* AIM OF THE TASK
Scan the data below and copy each line where "writes" occurs.

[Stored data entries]
********************

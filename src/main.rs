//! CLI entry point for the eml-export tool.

use std::sync::Arc;

use anyhow::{Context, Result, bail};
use clap::Parser;
use eml_export_core::{DiskSaver, EmlExporter, EsnClient};
use tracing::{debug, info};

mod cli;

use cli::Args;

#[tokio::main]
async fn main() -> Result<()> {
    // Parse CLI arguments first (before tracing, so --help works without logs)
    let args = Args::parse();

    // Determine log level based on verbose/quiet flags
    // Priority: RUST_LOG env var > quiet flag > verbose flag > default (info)
    let default_level = if args.quiet {
        "error"
    } else {
        match args.verbose {
            0 => "info",
            1 => "debug",
            _ => "trace",
        }
    };

    let filter = tracing_subscriber::EnvFilter::try_from_default_env()
        .unwrap_or_else(|_| tracing_subscriber::EnvFilter::new(default_level));

    tracing_subscriber::fmt().with_env_filter(filter).init();

    debug!(?args, "CLI arguments parsed");

    let Some(base_url) = args.resolve_base_url() else {
        bail!("no backend base URL: pass --base-url or set ESN_BASE_URL");
    };

    let mut client = EsnClient::new(&base_url)
        .with_context(|| format!("invalid backend base URL: {base_url}"))?;
    if let Some(username) = &args.username {
        let password = args.resolve_password().unwrap_or_default();
        client = client.with_basic_auth(username, password);
    }

    let exporter = EmlExporter::builder()
        .esn_api_client(client)
        .save_as(Arc::new(DiskSaver::new(&args.output_dir)))
        .build()?;

    info!(
        domain_id = %args.domain_id,
        mail_repository = %args.mail_repository,
        mail_key = %args.mail_key,
        "downloading eml"
    );

    let saved = exporter
        .download_eml_file_from_mail_repository(
            &args.domain_id,
            &args.mail_repository,
            &args.mail_key,
        )
        .await?;

    info!(path = %saved.display(), "eml saved");

    Ok(())
}
//! CLI argument definitions using clap derive macros.

use std::path::PathBuf;

use clap::Parser;

/// Download an eml message from a backend mail repository and save it.
///
/// The message is fetched from the backend's mail subsystem by
/// (domain, repository, key) and written to the output directory as
/// `<MAIL_KEY>.eml`.
#[derive(Parser, Debug)]
#[command(name = "eml-export")]
#[command(author, version, about)]
pub struct Args {
    /// Domain identifier scoping the mail repository
    pub domain_id: String,

    /// Mail repository name within the domain
    pub mail_repository: String,

    /// Key of the message to download
    pub mail_key: String,

    /// Backend API base URL (falls back to the ESN_BASE_URL env var)
    #[arg(short = 'u', long)]
    pub base_url: Option<String>,

    /// Basic-auth username for the backend
    #[arg(long)]
    pub username: Option<String>,

    /// Basic-auth password (falls back to the ESN_PASSWORD env var)
    #[arg(long)]
    pub password: Option<String>,

    /// Directory to save the eml file to
    #[arg(short = 'o', long, default_value = ".")]
    pub output_dir: PathBuf,

    /// Increase output verbosity (-v for debug, -vv for trace)
    #[arg(short, long, action = clap::ArgAction::Count)]
    pub verbose: u8,

    /// Suppress non-error output
    #[arg(short, long)]
    pub quiet: bool,
}

impl Args {
    /// Resolves the backend base URL: CLI flag first, then ESN_BASE_URL.
    #[must_use]
    pub fn resolve_base_url(&self) -> Option<String> {
        self.base_url.clone().or_else(|| non_empty_env("ESN_BASE_URL"))
    }

    /// Resolves the basic-auth password: CLI flag first, then ESN_PASSWORD.
    #[must_use]
    pub fn resolve_password(&self) -> Option<String> {
        self.password.clone().or_else(|| non_empty_env("ESN_PASSWORD"))
    }
}

fn non_empty_env(name: &str) -> Option<String> {
    std::env::var(name)
        .ok()
        .map(|value| value.trim().to_string())
        .filter(|value| !value.is_empty())
}
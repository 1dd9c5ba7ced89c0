//! End-to-end tests for the eml-export binary.

use assert_cmd::Command;
use predicates::prelude::*;
use tempfile::TempDir;
use wiremock::matchers::{method, path};
use wiremock::{Mock, MockServer, ResponseTemplate};

fn eml_export_cmd() -> Command {
    Command::cargo_bin("eml-export").expect("binary should build")
}

#[test]
fn test_cli_without_args_shows_usage() {
    eml_export_cmd()
        .env_remove("ESN_BASE_URL")
        .assert()
        .failure()
        .stderr(predicate::str::contains("Usage"));
}

#[test]
fn test_cli_without_base_url_fails_with_hint() {
    eml_export_cmd()
        .env_remove("ESN_BASE_URL")
        .args(["domainId", "repo", "key"])
        .assert()
        .failure()
        .stderr(predicate::str::contains("ESN_BASE_URL"));
}

#[test]
fn test_cli_help_mentions_output_dir() {
    eml_export_cmd()
        .arg("--help")
        .assert()
        .success()
        .stdout(predicate::str::contains("--output-dir"));
}

#[tokio::test]
async fn test_cli_downloads_and_saves_eml() {
    let mock_server = MockServer::start().await;
    let temp_dir = TempDir::new().expect("failed to create temp dir");

    Mock::given(method("GET"))
        .and(path(
            "/james/domains/domainId/mailRepositories/repo/mails/key-1/download",
        ))
        .respond_with(ResponseTemplate::new(200).set_body_bytes(b"Subject: hi\r\n\r\nbody"))
        .mount(&mock_server)
        .await;

    let base_url = mock_server.uri();
    let output_dir = temp_dir.path().to_path_buf();

    // assert_cmd is blocking; keep it off the test runtime.
    let assert = tokio::task::spawn_blocking(move || {
        eml_export_cmd()
            .args(["domainId", "repo", "key-1"])
            .arg("--base-url")
            .arg(&base_url)
            .arg("--output-dir")
            .arg(&output_dir)
            .assert()
    })
    .await
    .expect("spawn_blocking should not panic");

    assert.success();
    let written =
        std::fs::read(temp_dir.path().join("key-1.eml")).expect("saved eml should exist");
    assert_eq!(written, b"Subject: hi\r\n\r\nbody");
}

#[tokio::test]
async fn test_cli_reports_backend_failure() {
    let mock_server = MockServer::start().await;
    let temp_dir = TempDir::new().expect("failed to create temp dir");

    Mock::given(method("GET"))
        .respond_with(ResponseTemplate::new(404))
        .mount(&mock_server)
        .await;

    let base_url = mock_server.uri();
    let output_dir = temp_dir.path().to_path_buf();

    let assert = tokio::task::spawn_blocking(move || {
        eml_export_cmd()
            .args(["domainId", "repo", "missing"])
            .arg("--base-url")
            .arg(&base_url)
            .arg("--output-dir")
            .arg(&output_dir)
            .assert()
    })
    .await
    .expect("spawn_blocking should not panic");

    assert
        .failure()
        .stderr(predicate::str::contains("HTTP 404"));
}
//! Disk-backed implementation of the save capability.

use std::path::{Path, PathBuf};

use async_trait::async_trait;
use tracing::{debug, instrument};

use super::{SaveError, SaveFile};
use crate::export::Blob;

/// Saves blobs as files in a fixed output directory.
///
/// The directory is created on first save if it does not exist. Filenames
/// must be bare names; anything that would escape the output directory is
/// rejected.
#[derive(Debug, Clone)]
pub struct DiskSaver {
    output_dir: PathBuf,
}

impl DiskSaver {
    /// Creates a saver that writes into `output_dir`.
    #[must_use]
    pub fn new(output_dir: impl Into<PathBuf>) -> Self {
        Self {
            output_dir: output_dir.into(),
        }
    }

    /// Returns the directory this saver writes into.
    #[must_use]
    pub fn output_dir(&self) -> &Path {
        &self.output_dir
    }
}

#[async_trait]
impl SaveFile for DiskSaver {
    #[instrument(level = "debug", skip(self, blob), fields(bytes = blob.content().len()))]
    async fn save(&self, blob: &Blob, filename: &str) -> Result<PathBuf, SaveError> {
        if filename.is_empty()
            || filename.contains('/')
            || filename.contains('\\')
            || filename == "."
            || filename == ".."
        {
            return Err(SaveError::invalid_filename(filename));
        }

        tokio::fs::create_dir_all(&self.output_dir)
            .await
            .map_err(|e| SaveError::io(self.output_dir.clone(), e))?;

        let path = self.output_dir.join(filename);
        tokio::fs::write(&path, blob.content())
            .await
            .map_err(|e| SaveError::io(path.clone(), e))?;

        debug!(path = %path.display(), "blob saved");
        Ok(path)
    }
}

********************

* TASK RESPONSE
    /// Creates a saver that writes into `output_dir`.
    /// Returns the directory this saver writes into.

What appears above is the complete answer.